Saturday, May 26, 2007

Edward Hopper à Boston

Cet été, jusqu’au 19 août à Boston aux USA, on accroche aux cimaises le peintre le plus emblématique de la scène américaine. En effet, mieux qu’une énième rétrospective de Norman Rockwell ou d’un illustrateur pittoresque des States, on expose enfin, au Museum of Fine Arts, Edward Hopper, le plus énigmatique poète du quotidien.

Tout le monde se souvient de la nuit flashée au néon du "Nighthawks" qui est son tableau le plus fameux. Un café la nuit, ourlé de son néon autour des figures hâves d’un couple homme/femme séparés à jamais unis, dans cette longue nuit de la peinture si fixement ourdie. Car c’est un tableau rigoureux comme tout l’oeuvre de Hopper. Sa construction est géométriquement parfaite, c’est-à-dire classique. Puisqu’on ne saurait rien en retirer, ni rien y ajouter sans détruire l’ensemble même. Hopper travaillait beaucoup les esquisses, car il était un illustrateur à l’ouvrage. En douce, il avançait ses réalités tranchantes qui firent son réalisme singulier, hors de toute mode fugace ou fugitive. Dans ses oeuvres, le dessin est ensuite habité par des à-plats de couleurs puissants et lourds de la matière picturale qui vibre mais fixement. Car, son pinceau ne s’attarde guère en des effets trop tactiles.

Aussi, ses tableaux évoquent-ils la manière des cloisonnés de Gauguin le symboliste, qui cernait des grandes plages de couleurs vers l’abstraction. En revanche, les sujets de Hopper sont la scène américaine conformément au génie du lieu. On y voit des rues et les angles de rues, aussi les fenêtres ouvertes sur des individus isolés dans la grande ville qui est le lieu du péché en pays protestant. On y voit encore des stations d’essence, ou des maisons en bois devant des plages Amrica bleues comme la Grèce.

"La Maison près du chemin de fer" (en 1925) est devenue la petite maison inquiétante de Norman Bates dans "Psychose", au style épuré au couteau du grand Hitchcock. A la vérité, Edward Hopper est le fondateur du regard cinématographique devenu un art du cadrage imparable. Tout son oeuvre paraît un story-board du film du premier XXe siècle américain, et muet tout en couleurs criardes. Car les individus, pris dans ses pièges picturaux, se taisent tous, et semblent comme arrêtés dans une Amérique au bord de la "Twilight Zone", un peu en germe du maccarthysme.

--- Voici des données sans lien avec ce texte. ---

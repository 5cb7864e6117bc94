//! File system paths for the supervisor.

use crate::{ConfigError, ConfigResult};
use std::path::{Path, PathBuf};

/// Runtime directory name under the user's home.
const BASE_DIR_NAME: &str = ".codecarbon-supervisor";
/// Default socket the tracker language server listens on.
const SERVER_SOCKET_NAME: &str = "tracker.sock";

/// Manages file system paths for the supervisor.
#[derive(Debug, Clone)]
pub struct Paths {
    /// Base directory for runtime files (~/.codecarbon-supervisor)
    base_dir: PathBuf,
}

impl Paths {
    /// Create a new Paths instance rooted at `~/.codecarbon-supervisor`.
    pub fn new() -> ConfigResult<Self> {
        let home = dirs::home_dir()
            .ok_or_else(|| ConfigError::Path("Could not determine home directory".to_string()))?;

        Ok(Self {
            base_dir: home.join(BASE_DIR_NAME),
        })
    }

    /// Create a new Paths instance with a custom base directory.
    pub fn with_base_dir(base_dir: PathBuf) -> Self {
        Self { base_dir }
    }

    /// Get the base directory.
    pub fn base_dir(&self) -> &Path {
        &self.base_dir
    }

    /// Supervisor configuration (`config.json`).
    pub fn config_file(&self) -> PathBuf {
        self.base_dir.join("config.json")
    }

    /// Global tracker settings (`settings.json`).
    pub fn settings_file(&self) -> PathBuf {
        self.base_dir.join("settings.json")
    }

    /// Global user task list (`tasks.json`).
    pub fn tasks_file(&self) -> PathBuf {
        self.base_dir.join("tasks.json")
    }

    /// Logs directory.
    pub fn logs_dir(&self) -> PathBuf {
        self.base_dir.join("logs")
    }

    /// JSONL log file.
    pub fn log_file(&self) -> PathBuf {
        self.logs_dir().join("supervisor.jsonl")
    }

    /// Default language-server socket.
    pub fn server_socket(&self) -> PathBuf {
        self.base_dir.join(SERVER_SOCKET_NAME)
    }

    /// Workspace-level settings override for a folder.
    pub fn workspace_settings_file(folder: &Path) -> PathBuf {
        folder.join(".codecarbon").join("settings.json")
    }

    /// Ensure the runtime directories exist.
    pub fn ensure_dirs(&self) -> ConfigResult<()> {
        std::fs::create_dir_all(&self.base_dir)?;
        std::fs::create_dir_all(self.logs_dir())?;
        Ok(())
    }
}
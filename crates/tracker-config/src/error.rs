//! Configuration error types.

use thiserror::Error;

/// Error type for configuration and settings loading.
#[derive(Error, Debug)]
pub enum ConfigError {
    /// Configuration error
    #[error("Configuration error: {0}")]
    Config(String),

    /// IO error
    #[error("IO error: {0}")]
    Io(#[from] std::io::Error),

    /// JSON serialization/deserialization error
    #[error("JSON error: {0}")]
    Json(#[from] serde_json::Error),

    /// Path error (e.g., home directory not found)
    #[error("Path error: {0}")]
    Path(String),
}

/// Result type alias using ConfigError.
pub type ConfigResult<T> = Result<T, ConfigError>;
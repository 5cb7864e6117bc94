//! Task store error types.

use thiserror::Error;

#[derive(Debug, Error)]
pub enum TaskError {
    #[error("IO error: {0}")]
    Io(#[from] std::io::Error),

    #[error("JSON error: {0}")]
    Json(#[from] serde_json::Error),

    /// The task file parsed but does not have the expected shape.
    #[error("Invalid task file: {0}")]
    InvalidFormat(String),
}

pub type TaskResult<T> = Result<T, TaskError>;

Comment ne pas voir dans ces oeuvres d’allure presque antique, nos nouvelles statues grecques inchangées depuis leur lissage ? Plus encore, on y sent des réminiscences de l’"art métaphysique" de Giorgio de Chirico. Ses visions italiennes de places d’architectures cadrées à l’équerre. Aux tons si chauds qu’ils ont vidé la place de son humanité, hormis sous la forme des mannequins surréalistes. On y sent la synthèse baudelairienne qui va à l’essentiel. Comme Manet sut, en quelques à-plats, retrouver la violence de la peinture espagnole.

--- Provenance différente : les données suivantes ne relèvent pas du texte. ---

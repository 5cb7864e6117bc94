//! Tracker child process management.

use crate::error::{SupervisorError, SupervisorResult};
use crate::sentinel::LineBuffer;
use std::path::{Path, PathBuf};
use std::process::{ExitStatus, Stdio};
use std::sync::Arc;
use std::time::Duration;
use tokio::io::{AsyncBufReadExt, AsyncReadExt, BufReader};
use tokio::process::{Child, ChildStdout, Command};
use tokio::sync::{broadcast, watch};
use tracing::{debug, error, info, warn};
use tracker_config::{ServerInfo, TrackerSettings};

const START_ARG: &str = "start";
const READ_CHUNK: usize = 4096;

/// Command line of the tracker process.
#[derive(Debug, Clone, PartialEq, Eq)]
pub struct TrackerCommand {
    program: String,
    args: Vec<String>,
    cwd: Option<PathBuf>,
}

impl TrackerCommand {
    pub fn new(program: impl Into<String>) -> Self {
        Self {
            program: program.into(),
            args: Vec::new(),
            cwd: None,
        }
    }

    pub fn arg(mut self, arg: impl Into<String>) -> Self {
        self.args.push(arg.into());
        self
    }

    pub fn args<I, S>(mut self, args: I) -> Self
    where
        I: IntoIterator<Item = S>,
        S: Into<String>,
    {
        self.args.extend(args.into_iter().map(Into::into));
        self
    }

    pub fn current_dir(mut self, dir: impl Into<PathBuf>) -> Self {
        self.cwd = Some(dir.into());
        self
    }

    /// Build the command from resolved settings.
    ///
    /// A configured `path` launches the tool directly as `<path..> start`.
    /// Otherwise the tracker script runs under the interpreter as
    /// `<interpreter..> <script> start`. Configured `args` follow `start`.
    pub fn from_settings(
        settings: &TrackerSettings,
        script: Option<&Path>,
        server: &ServerInfo,
    ) -> SupervisorResult<Self> {
        let command = if let Some((program, rest)) = settings.path.split_first() {
            Self::new(program.as_str()).args(rest.iter().cloned())
        } else {
            let Some((program, rest)) = settings.interpreter.split_first() else {
                let setting = server.setting_key("interpreter");
                error!(
                    setting = %setting,
                    "Python interpreter missing, set it to launch the tracker"
                );
                return Err(SupervisorError::MissingInterpreter(setting));
            };
            let script = script.ok_or_else(|| {
                SupervisorError::Config("tracker_script is not configured".to_string())
            })?;
            Self::new(program.as_str())
                .args(rest.iter().cloned())
                .arg(script.to_string_lossy())
        };

        Ok(command
            .arg(START_ARG)
            .args(settings.args.iter().cloned())
            .current_dir(&settings.cwd))
    }

    pub fn program(&self) -> &str {
        &self.program
    }

    pub fn get_args(&self) -> &[String] {
        &self.args
    }
}

impl std::fmt::Display for TrackerCommand {
    fn fmt(&self, f: &mut std::fmt::Formatter<'_>) -> std::fmt::Result {
        f.write_str(&self.program)?;
        for arg in &self.args {
            write!(f, " {}", arg)?;
        }
        Ok(())
    }
}

/// Signal delivered to the tracker by the monitor task.
#[derive(Debug, Clone, Copy, PartialEq, Eq)]
pub enum StopSignal {
    /// Graceful termination (SIGTERM on unix).
    Terminate,
    /// Forced kill.
    Kill,
}

/// Receives what the tracker process produces.
pub trait TrackerOutput: Send + Sync {
    /// A complete stdout line.
    fn on_stdout_line(&self, line: &str);

    /// A stderr line.
    fn on_stderr_line(&self, line: &str) {
        error!(stderr = %line, "Tracker error output");
    }

    /// The process exited (`None` if its status could not be read).
    fn on_exit(&self, status: Option<ExitStatus>);
}

/// Handle to a running tracker process.
#[derive(Debug)]
pub struct TrackerHandle {
    pid: Option<u32>,
    stop_tx: broadcast::Sender<StopSignal>,
    exited: watch::Receiver<bool>,
}

impl TrackerHandle {
    pub fn pid(&self) -> Option<u32> {
        self.pid
    }

    /// Ask the tracker to terminate gracefully. Does not wait.
    pub fn terminate(&self) {
        info!(pid = ?self.pid, "Sending SIGTERM to tracker");
        let _ = self.stop_tx.send(StopSignal::Terminate);
    }

    pub fn kill(&self) {
        warn!(pid = ?self.pid, "Killing tracker");
        let _ = self.stop_tx.send(StopSignal::Kill);
    }

    pub fn has_exited(&self) -> bool {
        *self.exited.borrow()
    }

    /// Wait up to `grace` for the process to exit. Returns whether it did.
    pub async fn wait_exit(&self, grace: Duration) -> bool {
        let mut exited = self.exited.clone();
        let done = matches!(
            tokio::time::timeout(grace, exited.wait_for(|done| *done)).await,
            Ok(Ok(_))
        );
        done
    }
}

/// Spawn the tracker and a task that feeds its output to `output`.
///
/// Stdin is closed. Stdout is reassembled into lines; stderr is forwarded
/// line by line.
pub fn spawn_tracker(
    command: &TrackerCommand,
    output: Arc<dyn TrackerOutput>,
) -> SupervisorResult<TrackerHandle> {
    info!(command = %command, "Spawning tracker process");

    let mut cmd = Command::new(&command.program);
    cmd.args(&command.args)
        .stdin(Stdio::null())
        .stdout(Stdio::piped())
        .stderr(Stdio::piped());
    if let Some(dir) = &command.cwd {
        cmd.current_dir(dir);
    }

    let mut child = cmd.spawn().map_err(SupervisorError::Spawn)?;
    let pid = child.id();

    let Some(stdout) = child.stdout.take() else {
        let _ = child.start_kill();
        return Err(SupervisorError::NoStdout);
    };

    if let Some(stderr) = child.stderr.take() {
        let output = output.clone();
        tokio::spawn(async move {
            let mut lines = BufReader::new(stderr).lines();
            while let Ok(Some(line)) = lines.next_line().await {
                output.on_stderr_line(&line);
            }
        });
    }

    let (stop_tx, stop_rx) = broadcast::channel(4);
    let (exited_tx, exited_rx) = watch::channel(false);

    tokio::spawn(monitor(child, stdout, stop_rx, output, exited_tx));
    info!(pid = ?pid, "Tracker process spawned");

    Ok(TrackerHandle {
        pid,
        stop_tx,
        exited: exited_rx,
    })
}

async fn monitor(
    mut child: Child,
    mut stdout: ChildStdout,
    mut stop_rx: broadcast::Receiver<StopSignal>,
    output: Arc<dyn TrackerOutput>,
    exited_tx: watch::Sender<bool>,
) {
    let pid = child.id();
    let mut buf = vec![0u8; READ_CHUNK];
    let mut lines = LineBuffer::new();
    let mut stdout_open = true;
    let mut stop_open = true;

    let status = loop {
        tokio::select! {
            signal = stop_rx.recv(), if stop_open => match signal {
                Ok(signal) => {
                    if let Err(e) = send_signal(&mut child, signal) {
                        warn!(pid = ?pid, error = %e, "Failed to signal tracker");
                    }
                }
                Err(broadcast::error::RecvError::Lagged(_)) => {}
                Err(broadcast::error::RecvError::Closed) => stop_open = false,
            },

            read = stdout.read(&mut buf), if stdout_open => match read {
                Ok(0) => {
                    stdout_open = false;
                    if let Some(rest) = lines.finish() {
                        output.on_stdout_line(&rest);
                    }
                }
                Ok(n) => {
                    let chunk = &buf[..n];
                    info!(
                        pid = ?pid,
                        output = %String::from_utf8_lossy(chunk).trim_end(),
                        "Tracker output"
                    );
                    for line in lines.push(chunk) {
                        output.on_stdout_line(&line);
                    }
                }
                Err(e) => {
                    warn!(pid = ?pid, error = %e, "Error reading tracker stdout");
                    stdout_open = false;
                    if let Some(rest) = lines.finish() {
                        output.on_stdout_line(&rest);
                    }
                }
            },

            status = child.wait(), if !stdout_open => break status,
        }
    };

    let status = match status {
        Ok(status) => {
            debug!(pid = ?pid, status = %status, "Tracker process exited");
            Some(status)
        }
        Err(e) => {
            warn!(pid = ?pid, error = %e, "Error waiting for tracker process");
            None
        }
    };

    output.on_exit(status);
    exited_tx.send_replace(true);
}

fn send_signal(child: &mut Child, signal: StopSignal) -> std::io::Result<()> {
    match signal {
        StopSignal::Terminate => terminate(child),
        StopSignal::Kill => child.start_kill(),
    }
}

#[cfg(unix)]
fn terminate(child: &mut Child) -> std::io::Result<()> {
    // Already reaped: nothing left to signal.
    let Some(pid) = child.id() else {
        return Ok(());
    };
    let rc = unsafe { libc::kill(pid as libc::pid_t, libc::SIGTERM) };
    if rc == 0 {
        Ok(())
    } else {
        Err(std::io::Error::last_os_error())
    }
}

#[cfg(not(unix))]
fn terminate(child: &mut Child) -> std::io::Result<()> {
    child.start_kill()
}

Aussi, Hopper est-il le précurseur du Pop Art warholien puis de l’hyperréalisme des années 1970. Les oeuvres de Hopper annoncent des vues new-yorkaises de Richard Estes, des voitures de Don Eddy. Les peintures des photoréalistes sont autant de citations de photographies que des manifestes du regard subjectif et résiduel du peintre, qui persiste malgré la mécanique de l’appareil photo. Mieux encore : l’hyperréalisme, à ce degré d’épure, atteint souvent à la plus philosophique abstraction. Puisque les enseignes et néons, bien cadrés, finissent immanquablement en des oeuvres de l’art abstrait. Il faut rappeler que, Théo Van Doesburg voulut appeler l’"art abstrait" à sa naissance et dans le Bauhaus des années 20-30 de Gropius et Kandinsky : l’"art concret". Finalement, ce fut le plus grand apport de Hopper. Il a su nous montrer que : plus on s’attache à rendre la réalité la plus tranchante et concrète, et plus on atteint à la surréalité, qui devient une irréalité parfois inquiétante ou névrotique. Selon la théorie développée par Freud dans son essai : "L’Inquiétante étrangeté".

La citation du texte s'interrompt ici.